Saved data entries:
══════════
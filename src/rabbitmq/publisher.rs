use std::sync::Arc;

use serde::Serialize;
use tracing::info;

use super::broker::{Broker, ExchangeOptions};
use super::connection::{ConnectionConfig, ConnectionManager};
use super::errors::{RabbitMQError, Result};
use crate::message::{pretty_body, MessageKind};

/// Publishes JSON messages to topic exchanges.
pub struct Publisher<B: Broker> {
    broker: Arc<B>,
}

impl Publisher<ConnectionManager> {
    pub async fn connect(config: &ConnectionConfig) -> Result<Self> {
        Ok(Self::new(Arc::new(ConnectionManager::open(config).await?)))
    }
}

impl<B: Broker> Publisher<B> {
    pub fn new(broker: Arc<B>) -> Self {
        Publisher { broker }
    }

    pub async fn declare_exchange(&self, exchange: &str, options: ExchangeOptions) -> Result<()> {
        self.broker.declare_exchange(exchange, options).await
    }

    /// Declare `exchange` (durable topic), then publish `message` under `routing_key`.
    pub async fn publish<T: Serialize>(
        &self,
        exchange: &str,
        routing_key: &str,
        message: &T,
        kind: MessageKind,
    ) -> Result<()> {
        self.declare_exchange(exchange, ExchangeOptions::default())
            .await?;

        let body = serde_json::to_vec(message).map_err(RabbitMQError::Encoding)?;

        info!(
            exchange = %exchange,
            "Publishing {} message to topic '{}':\n{}",
            kind,
            routing_key,
            pretty_body(&body)
        );

        self.broker.publish(exchange, routing_key, &body).await
    }

    pub async fn close(&self) -> Result<()> {
        self.broker.close().await
    }
}
// Copyright 2025 Crrow
//
// Licensed under the Apache License, Version 2.0 (the "License");
// you may not use this file except in compliance with the License.
// You may obtain a copy of the License at
//
//      http://www.apache.org/licenses/LICENSE-2.0
//
// Unless required by applicable law or agreed to in writing, software
// distributed under the License is distributed on an "AS IS" BASIS,
// WITHOUT WARRANTIES OR CONDITIONS OF ANY KIND, either express or implied.
// See the License for the specific language governing permissions and
// limitations under the License.

use std::{io::BufRead, path::PathBuf, time::Duration};

use clap::{Args, Parser, Subcommand};
use fsqueue::{FileQueue, FlushMode, QueueBuilder};
use fsqueue_common_telemetry::{LoggingOptions, init_global_logging, set_panic_hook};
use humantime_serde::re::humantime::{format_duration, parse_duration};
use snafu::{ResultExt, Whatever, ensure_whatever, whatever};
use tokio_util::sync::CancellationToken;
use tracing::info;

mod build_info;

#[derive(Debug, Parser)]
#[clap(
name = "fsq",
about = "Multi-process queue in a directory",
author = build_info::AUTHOR,
version = build_info::FULL_VERSION,
long_version = build_info::LONG_VERSION)]
struct Cli {
    #[command(flatten)]
    queue: QueueArgs,

    /// Log level filter, e.g. `debug` or `info,fsqueue=trace`.
    #[arg(long, global = true)]
    log_level: Option<String>,

    /// Also write rolling log files into this directory.
    #[arg(long, global = true)]
    log_dir: Option<PathBuf>,

    #[command(subcommand)]
    commands: Commands,
}

/// Options shared by every subcommand that opens the queue.
#[derive(Debug, Clone, Args)]
struct QueueArgs {
    /// Queue directory, created if missing.
    #[arg(long, env = "FSQ_ROOT", default_value = "./queue_data", global = true)]
    root: PathBuf,

    /// Wait between scans of an empty queue.
    #[arg(long, value_parser = parse_duration, default_value = "100ms", global = true)]
    poll_interval: Duration,

    /// Claim the newest item first.
    #[arg(long, global = true)]
    lifo: bool,

    /// Wake waiting consumers on directory events instead of polling only.
    #[arg(long, global = true)]
    watch: bool,

    /// fsync each item before publishing it.
    #[arg(long, global = true)]
    sync: bool,
}

impl QueueArgs {
    fn open(&self) -> Result<FileQueue<String>, Whatever> {
        let flush_mode = if self.sync {
            FlushMode::Sync
        } else {
            FlushMode::Async
        };
        QueueBuilder::new(&self.root)
            .poll_interval(self.poll_interval)
            .fifo(!self.lifo)
            .watch(self.watch)
            .flush_mode(flush_mode)
            .build()
            .with_whatever_context(|_| format!("failed to open queue at {}", self.root.display()))
    }
}

#[derive(Debug, Subcommand)]
enum Commands {
    Put(PutArgs),
    Get(GetArgs),
    Size(SizeArgs),
    Drain(DrainArgs),
    Demo(DemoArgs),
}

#[derive(Debug, Clone, Args)]
#[command(flatten_help = true)]
#[command(long_about = r"

Enqueue items and print the key each was published under.
Examples:

fsq put 'resize 42' 'resize 43'
tail -f jobs.txt | fsq put --stdin

")]
struct PutArgs {
    /// Items to enqueue, one per argument.
    #[arg(required_unless_present = "stdin", conflicts_with = "stdin")]
    items: Vec<String>,

    /// Enqueue each line read from stdin.
    #[arg(long)]
    stdin: bool,
}

impl PutArgs {
    fn run(&self, queue: &FileQueue<String>) -> Result<(), Whatever> {
        if self.stdin {
            for line in std::io::stdin().lock().lines() {
                let line = line.whatever_context("failed to read stdin")?;
                put_one(queue, &line)?;
            }
        } else {
            for item in &self.items {
                put_one(queue, item)?;
            }
        }
        Ok(())
    }
}

fn put_one(queue: &FileQueue<String>, item: &str) -> Result<(), Whatever> {
    let key = queue
        .put(&item.to_owned())
        .whatever_context("failed to put item")?;
    println!("{key}");
    Ok(())
}

#[derive(Debug, Clone, Args)]
#[command(flatten_help = true)]
#[command(long_about = r"

Dequeue one item and print it, waiting while the queue is empty.
Ctrl-C stops the wait without consuming anything.
Examples:

fsq get
fsq get --timeout 5s

")]
struct GetArgs {
    /// Give up after this long.
    #[arg(long, value_parser = parse_duration)]
    timeout: Option<Duration>,
}

impl GetArgs {
    async fn run(&self, queue: &FileQueue<String>) -> Result<(), Whatever> {
        let cancel = CancellationToken::new();
        let on_interrupt = cancel.clone();
        ctrlc::set_handler(move || on_interrupt.cancel())
            .whatever_context("failed to install Ctrl-C handler")?;

        let item = match self.timeout {
            Some(timeout) => match tokio::time::timeout(timeout, queue.get_async(&cancel)).await
            {
                Ok(result) => result,
                Err(_) => whatever!("no item arrived within {}", format_duration(timeout)),
            },
            None => queue.get_async(&cancel).await,
        }
        .whatever_context("failed to get item")?;

        match item {
            Some(item) => {
                println!("{item}");
                Ok(())
            }
            None => whatever!("interrupted while waiting for an item"),
        }
    }
}

#[derive(Debug, Clone, Args)]
#[command(flatten_help = true)]
#[command(long_about = r"

Print the number of items waiting in the queue. Items being written or
consumed right now are not counted.
Examples:

fsq size
FSQ_ROOT=/var/spool/jobs fsq size

")]
struct SizeArgs {
    /// Also print claimed and staging files.
    #[arg(long)]
    verbose: bool,
}

impl SizeArgs {
    fn run(&self, queue: &FileQueue<String>) -> Result<(), Whatever> {
        if self.verbose {
            let stats = queue.stats().whatever_context("failed to list queue")?;
            println!("visible: {}", stats.visible);
            println!("claimed: {}", stats.claimed);
        } else {
            let size = queue.qsize().whatever_context("failed to list queue")?;
            println!("{size}");
        }
        Ok(())
    }
}

#[derive(Debug, Clone, Args)]
#[command(flatten_help = true)]
#[command(long_about = r"

Dequeue and print every item available right now, then exit.
Examples:

fsq drain > backlog.txt

")]
struct DrainArgs {}

impl DrainArgs {
    fn run(&self, queue: &FileQueue<String>) -> Result<(), Whatever> {
        let mut count = 0_usize;
        for item in queue.drain() {
            let item = item.whatever_context("failed to drain queue")?;
            println!("{item}");
            count += 1;
        }
        info!(count, "Drained queue");
        Ok(())
    }
}

#[derive(Debug, Clone, Args)]
#[command(flatten_help = true)]
#[command(long_about = r#"

Enqueue "data 0" through "data 9", check the size, then dequeue all ten
and check they come back in order. Needs an empty queue directory.
Examples:

fsq --root /tmp/fsq-demo demo

"#)]
struct DemoArgs {}

impl DemoArgs {
    const ITEMS: usize = 10;

    fn run(&self, queue: &FileQueue<String>) -> Result<(), Whatever> {
        ensure_whatever!(
            queue.is_empty().whatever_context("failed to list queue")?,
            "demo needs an empty queue, {} has items",
            queue.root().display()
        );

        for i in 0..Self::ITEMS {
            let key = queue
                .put(&format!("data {i}"))
                .whatever_context("failed to put item")?;
            println!("put data {i} as {key}");
        }

        let size = queue.qsize().whatever_context("failed to list queue")?;
        ensure_whatever!(
            size == Self::ITEMS,
            "expected {} items, found {size}",
            Self::ITEMS
        );
        println!("size {size}");

        for i in 0..Self::ITEMS {
            let item = queue.get().whatever_context("failed to get item")?;
            ensure_whatever!(
                item == format!("data {i}"),
                "expected data {i}, got {item}"
            );
            println!("got {item}");
        }
        Ok(())
    }
}

#[tokio::main]
async fn main() -> Result<(), Whatever> {
    let cli = Cli::parse();

    let logging_opts = LoggingOptions {
        dir: cli
            .log_dir
            .as_ref()
            .map(|d| d.display().to_string())
            .unwrap_or_default(),
        level: cli.log_level.clone(),
        ..Default::default()
    };
    let _guards = init_global_logging("fsq", &logging_opts);
    set_panic_hook();

    let queue = cli.queue.open()?;
    match cli.commands {
        Commands::Put(pa) => pa.run(&queue),
        Commands::Get(ga) => ga.run(&queue).await,
        Commands::Size(sa) => sa.run(&queue),
        Commands::Drain(da) => da.run(&queue),
        Commands::Demo(da) => da.run(&queue),
    }
}
// Copyright 2025 Crrow
//
// Licensed under the Apache License, Version 2.0 (the "License");
// you may not use this file except in compliance with the License.
// You may obtain a copy of the License at
//
//      http://www.apache.org/licenses/LICENSE-2.0
//
// Unless required by applicable law or agreed to in writing, software
// distributed under the License is distributed on an "AS IS" BASIS,
// WITHOUT WARRANTIES OR CONDITIONS OF ANY KIND, either express or implied.
// See the License for the specific language governing permissions and
// limitations under the License.

use std::{path::PathBuf, time::Duration};

use crate::{Codec, FileQueue, FlushMode, JsonCodec, QueueConfig, Result};

pub struct QueueBuilder<C = JsonCodec> {
    config: QueueConfig,
    codec:  C,
}

impl QueueBuilder {
    pub fn new<P: Into<PathBuf>>(base_path: P) -> Self {
        Self::from_config(QueueConfig {
            base_path: base_path.into(),
            ..Default::default()
        })
    }

    #[must_use]
    pub const fn from_config(config: QueueConfig) -> Self {
        Self {
            config,
            codec: JsonCodec,
        }
    }
}

impl<C> QueueBuilder<C> {
    #[must_use]
    pub const fn poll_interval(mut self, interval: Duration) -> Self {
        self.config.poll_interval = interval;
        self
    }

    #[must_use]
    pub const fn fifo(mut self, fifo: bool) -> Self {
        self.config.fifo = fifo;
        self
    }

    #[must_use]
    pub const fn flush_mode(mut self, mode: FlushMode) -> Self {
        self.config.flush_mode = mode;
        self
    }

    #[must_use]
    pub const fn watch(mut self, watch: bool) -> Self {
        self.config.watch = watch;
        self
    }

    #[must_use]
    pub const fn requeue_on_decode_error(mut self, requeue: bool) -> Self {
        self.config.requeue_on_decode_error = requeue;
        self
    }

    /// Replaces the payload codec.
    pub fn codec<C2>(self, codec: C2) -> QueueBuilder<C2> {
        QueueBuilder {
            config: self.config,
            codec,
        }
    }

    /// Opens the queue for payloads of type `T`.
    ///
    /// # Errors
    ///
    /// See [`FileQueue::open`].
    pub fn build<T>(self) -> Result<FileQueue<T, C>>
    where
        C: Codec<T>,
    {
        FileQueue::open(self.config, self.codec)
    }
}

#[cfg(test)]
mod tests {
    use super::*;
    use crate::BincodeCodec;

    #[test]
    fn test_builder_default_config() {
        let builder = QueueBuilder::new("/tmp/test_queue");
        assert_eq!(builder.config.base_path, PathBuf::from("/tmp/test_queue"));
        assert_eq!(builder.config.poll_interval, Duration::from_millis(100));
        assert!(builder.config.fifo);
        assert_eq!(builder.config.flush_mode, FlushMode::Async);
        assert!(!builder.config.watch);
    }

    #[test]
    fn test_builder_custom_config() {
        let builder = QueueBuilder::new("/tmp/test_queue")
            .poll_interval(Duration::from_millis(5))
            .fifo(false)
            .flush_mode(FlushMode::Sync)
            .watch(true)
            .requeue_on_decode_error(true)
            .codec(BincodeCodec);

        assert_eq!(builder.config.poll_interval, Duration::from_millis(5));
        assert!(!builder.config.fifo);
        assert_eq!(builder.config.flush_mode, FlushMode::Sync);
        assert!(builder.config.watch);
        assert!(builder.config.requeue_on_decode_error);
    }

    #[test]
    fn test_build_with_bincode() {
        let temp_dir = tempfile::TempDir::new().unwrap();
        let queue = QueueBuilder::new(temp_dir.path())
            .codec(BincodeCodec)
            .build::<(u32, String)>()
            .unwrap();

        queue.put(&(3, "three".to_string())).unwrap();
        assert_eq!(queue.get().unwrap(), (3, "three".to_string()));
    }
}
// Copyright 2025 Crrow
//
// Licensed under the Apache License, Version 2.0 (the "License");
// you may not use this file except in compliance with the License.
// You may obtain a copy of the License at
//
//      http://www.apache.org/licenses/LICENSE-2.0
//
// Unless required by applicable law or agreed to in writing, software
// distributed under the License is distributed on an "AS IS" BASIS,
// WITHOUT WARRANTIES OR CONDITIONS OF ANY KIND, either express or implied.
// See the License for the specific language governing permissions and
// limitations under the License.

//! Panics reported as `tracing` events.

use std::{panic, sync::LazyLock};

use backtrace::Backtrace;
use prometheus::{IntCounter, register_int_counter};

/// Panics observed since process start.
pub static PANIC_COUNTER: LazyLock<IntCounter> = LazyLock::new(|| {
    register_int_counter!("fsqueue_panic_total", "Panics observed by the panic hook").unwrap()
});

/// Chains a hook in front of the current one that logs the panic message,
/// location and backtrace at `ERROR` and bumps [`PANIC_COUNTER`].
///
/// A panic in a consumer between claim and delete leaves the item at its
/// `.lock` path; the logged location is what an operator needs to decide
/// whether to rename it back.
pub fn set_panic_hook() {
    let default_hook = panic::take_hook();
    panic::set_hook(Box::new(move |panic| {
        let backtrace = format!("{:?}", Backtrace::new());
        if let Some(location) = panic.location() {
            tracing::error!(
                message = %panic,
                backtrace = %backtrace,
                panic.file = location.file(),
                panic.line = location.line(),
                panic.column = location.column(),
            );
        } else {
            tracing::error!(message = %panic, backtrace = %backtrace);
        }
        PANIC_COUNTER.inc();
        default_hook(panic);
    }));
}

#[cfg(test)]
mod tests {
    use super::*;

    #[test]
    fn test_panic_hook_counts_panics() {
        set_panic_hook();
        let before = PANIC_COUNTER.get();

        let result = std::panic::catch_unwind(|| panic!("boom"));

        assert!(result.is_err());
        assert!(PANIC_COUNTER.get() > before);
    }
}
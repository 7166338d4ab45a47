// Copyright 2025 Crrow
//
// Licensed under the Apache License, Version 2.0 (the "License");
// you may not use this file except in compliance with the License.
// You may obtain a copy of the License at
//
//      http://www.apache.org/licenses/LICENSE-2.0
//
// Unless required by applicable law or agreed to in writing, software
// distributed under the License is distributed on an "AS IS" BASIS,
// WITHOUT WARRANTIES OR CONDITIONS OF ANY KIND, either express or implied.
// See the License for the specific language governing permissions and
// limitations under the License.

//! Process-wide `tracing` setup.
//!
//! Console output goes to stderr. Queue payloads printed by command-line
//! tools own stdout, so log lines never interleave with them.

use std::{
    env,
    io::IsTerminal,
    sync::{Arc, Mutex, Once},
};

use bon::Builder;
use once_cell::sync::{Lazy, OnceCell};
use serde::{Deserialize, Deserializer, Serialize, de};
use smart_default::SmartDefault;
use snafu::{OptionExt, ResultExt, Snafu};
use tracing::Subscriber;
use tracing_appender::{
    non_blocking::{NonBlocking, WorkerGuard},
    rolling::{RollingFileAppender, Rotation},
};
use tracing_log::LogTracer;
use tracing_subscriber::{
    EnvFilter, Layer, Registry, filter, layer::SubscriberExt, registry::LookupSpan,
};

/// Deserializes a string value, using `Default::default()` if the string is
/// empty.
///
/// # Errors
/// Returns an error if the non-empty string does not parse as `T`.
pub fn empty_string_as_default<'de, D, T>(deserializer: D) -> Result<T, D::Error>
where
    D: Deserializer<'de>,
    T: Deserialize<'de> + Default,
{
    let s = String::deserialize(deserializer)?;
    if s.is_empty() {
        Ok(T::default())
    } else {
        T::deserialize(de::value::StrDeserializer::new(&s)).map_err(|e: de::value::Error| {
            de::Error::custom(format!("invalid value, expect empty string, err: {e}"))
        })
    }
}

/// Default directory name for log files.
pub const DEFAULT_LOGGING_DIR: &str = "logs";

/// Prefix of the main rolling log files.
const LOG_FILE_PREFIX: &str = "fsqueue";

/// Prefix of the error-only rolling log files.
const ERR_LOG_FILE_PREFIX: &str = "fsqueue-err";

/// Handle for changing the level filter at runtime.
///
/// Set by the first call to [`init_global_logging`].
pub static RELOAD_HANDLE: OnceCell<tracing_subscriber::reload::Handle<filter::Targets, Registry>> =
    OnceCell::new();

#[derive(Snafu, Debug)]
#[snafu(visibility(pub(crate)))]
pub enum ReloadError {
    #[snafu(display("Invalid log level filter {filter:?}"))]
    ParseFilter {
        filter: String,
        source: filter::ParseError,
    },

    #[snafu(display("Logging has not been initialized"))]
    NotInitialized,

    #[snafu(display("Failed to swap the log level filter"))]
    Reload {
        source: tracing_subscriber::reload::Error,
    },
}

/// Replaces the level filter installed by [`init_global_logging`].
///
/// # Errors
///
/// Returns an error if `level` does not parse, or if logging was never
/// initialized in this process.
pub fn reload_level(level: &str) -> Result<(), ReloadError> {
    let targets = level
        .parse::<filter::Targets>()
        .context(ParseFilterSnafu { filter: level })?;
    RELOAD_HANDLE
        .get()
        .context(NotInitializedSnafu)?
        .reload(targets)
        .context(ReloadSnafu)?;
    tracing::info!(level, "Log level reloaded");
    Ok(())
}

/// Configuration options for the logging system.
#[derive(Clone, Debug, Serialize, Deserialize, PartialEq, Eq, SmartDefault, Builder)]
#[serde(default)]
pub struct LoggingOptions {
    /// Directory for hourly rotated log files. Empty disables file logging.
    #[default = ""]
    #[builder(default)]
    pub dir: String,

    /// Level filter such as `"info"` or `"info,fsqueue=debug"`. Falls back to
    /// `RUST_LOG`, then to `"info"`.
    pub level: Option<String>,

    #[serde(default, deserialize_with = "empty_string_as_default")]
    #[builder(default)]
    pub log_format: LogFormat,

    /// Rotated files kept per prefix.
    #[default = 720]
    #[builder(default = 720)]
    pub max_log_files: usize,

    /// Whether to also write logs to stderr.
    #[default = true]
    #[builder(default = true)]
    pub append_stderr: bool,
}

/// Available log output formats.
#[derive(
    Clone, Debug, Copy, PartialEq, Eq, Serialize, Deserialize, Default, derive_more::Display,
)]
#[serde(rename_all = "snake_case")]
pub enum LogFormat {
    /// One JSON object per event.
    Json,
    /// Human-readable lines.
    #[default]
    Text,
}

/// Initializes stderr logging with default options.
#[must_use]
pub fn init_tracing_subscriber(app_name: &str) -> Vec<WorkerGuard> {
    init_global_logging(app_name, &LoggingOptions::default())
}

/// Initializes file logging for unit and integration tests.
///
/// Reads `UNITTEST_LOG_DIR` (default `/tmp/__unittest_logs`) and
/// `UNITTEST_LOG_LEVEL` (default `debug`). Safe to call from every test.
pub fn init_default_ut_logging() {
    static START: Once = Once::new();

    START.call_once(|| {
        let dir =
            env::var("UNITTEST_LOG_DIR").unwrap_or_else(|_| "/tmp/__unittest_logs".to_string());
        let level = env::var("UNITTEST_LOG_LEVEL").unwrap_or_else(|_| "debug".to_string());

        let opts = LoggingOptions {
            dir: dir.clone(),
            level: Some(level),
            append_stderr: false,
            ..Default::default()
        };
        let guards = init_global_logging("unittest", &opts);
        if let Ok(mut g) = GLOBAL_UT_LOG_GUARD.lock() {
            *g = Some(guards);
        }

        tracing::info!("logs dir = {}", dir);
    });
}

/// Keeps the unit test writers alive for the whole test binary.
static GLOBAL_UT_LOG_GUARD: Lazy<Arc<Mutex<Option<Vec<WorkerGuard>>>>> =
    Lazy::new(|| Arc::new(Mutex::new(None)));

const DEFAULT_LOG_TARGETS: &str = "info";

/// Installs the global subscriber.
///
/// Layers, each optional:
/// - stderr, when `append_stderr` is set
/// - `fsqueue.*` rolling files, when `dir` is set
/// - `fsqueue-err.*` rolling files holding `ERROR` events only, when `dir` is
///   set
///
/// Only the first call has any effect. The returned guards flush the
/// non-blocking writers on drop and must be held until exit.
///
/// # Panics
///
/// Panics if the log directory cannot be used, if the level string does not
/// parse, or if another global subscriber is already installed.
pub fn init_global_logging(app_name: &str, opts: &LoggingOptions) -> Vec<WorkerGuard> {
    static START: Once = Once::new();
    let mut guards = vec![];

    START.call_once(|| {
        LogTracer::init().expect("log tracer must be valid");

        let stderr_logging_layer = if opts.append_stderr {
            let (writer, guard) = tracing_appender::non_blocking(std::io::stderr());
            guards.push(guard);
            Some(fmt_layer(
                writer,
                opts.log_format,
                std::io::stderr().is_terminal(),
                filter::LevelFilter::TRACE,
            ))
        } else {
            None
        };

        let file_logging_layer = if opts.dir.is_empty() {
            None
        } else {
            let (writer, guard) = rolling_writer(opts, LOG_FILE_PREFIX);
            guards.push(guard);
            Some(fmt_layer(
                writer,
                opts.log_format,
                false,
                filter::LevelFilter::TRACE,
            ))
        };

        let err_file_logging_layer = if opts.dir.is_empty() {
            None
        } else {
            let (writer, guard) = rolling_writer(opts, ERR_LOG_FILE_PREFIX);
            guards.push(guard);
            Some(fmt_layer(
                writer,
                opts.log_format,
                false,
                filter::LevelFilter::ERROR,
            ))
        };

        let filter = opts
            .level
            .as_deref()
            .or(env::var(EnvFilter::DEFAULT_ENV).ok().as_deref())
            .unwrap_or(DEFAULT_LOG_TARGETS)
            .parse::<filter::Targets>()
            .expect("error parsing log level string");

        let (dyn_filter, reload_handle) = tracing_subscriber::reload::Layer::new(filter);

        RELOAD_HANDLE
            .set(reload_handle)
            .expect("reload handle already set, maybe init_global_logging get called twice?");

        let subscriber = Registry::default()
            .with(dyn_filter)
            .with(stderr_logging_layer)
            .with(file_logging_layer)
            .with(err_file_logging_layer);

        tracing::subscriber::set_global_default(subscriber)
            .expect("error setting global tracing subscriber");

        tracing::debug!(app = app_name, pid = std::process::id(), "Logging initialized");
    });

    guards
}

fn rolling_writer(opts: &LoggingOptions, prefix: &str) -> (NonBlocking, WorkerGuard) {
    let rolling_appender = RollingFileAppender::builder()
        .rotation(Rotation::HOURLY)
        .filename_prefix(prefix)
        .max_log_files(opts.max_log_files)
        .build(&opts.dir)
        .unwrap_or_else(|e| {
            panic!(
                "initializing rolling file appender at {} failed: {}",
                &opts.dir, e
            )
        });
    tracing_appender::non_blocking(rolling_appender)
}

fn fmt_layer<S>(
    writer: NonBlocking,
    format: LogFormat,
    ansi: bool,
    max_level: filter::LevelFilter,
) -> Box<dyn Layer<S> + Send + Sync>
where
    S: Subscriber + for<'a> LookupSpan<'a>,
{
    match format {
        LogFormat::Json => tracing_subscriber::fmt::Layer::new()
            .json()
            .with_writer(writer)
            .with_ansi(ansi)
            .with_current_span(true)
            .with_span_list(true)
            .with_filter(max_level)
            .boxed(),
        LogFormat::Text => tracing_subscriber::fmt::Layer::new()
            .with_writer(writer)
            .with_ansi(ansi)
            .with_filter(max_level)
            .boxed(),
    }
}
══════════
* [Work to be completed]: For the word "jobs", show every line of the entries that holds it.

* [Output for this exercise]:
tail -f jobs.txt | fsq put --stdin
FSQ_ROOT=/var/spool/jobs fsq size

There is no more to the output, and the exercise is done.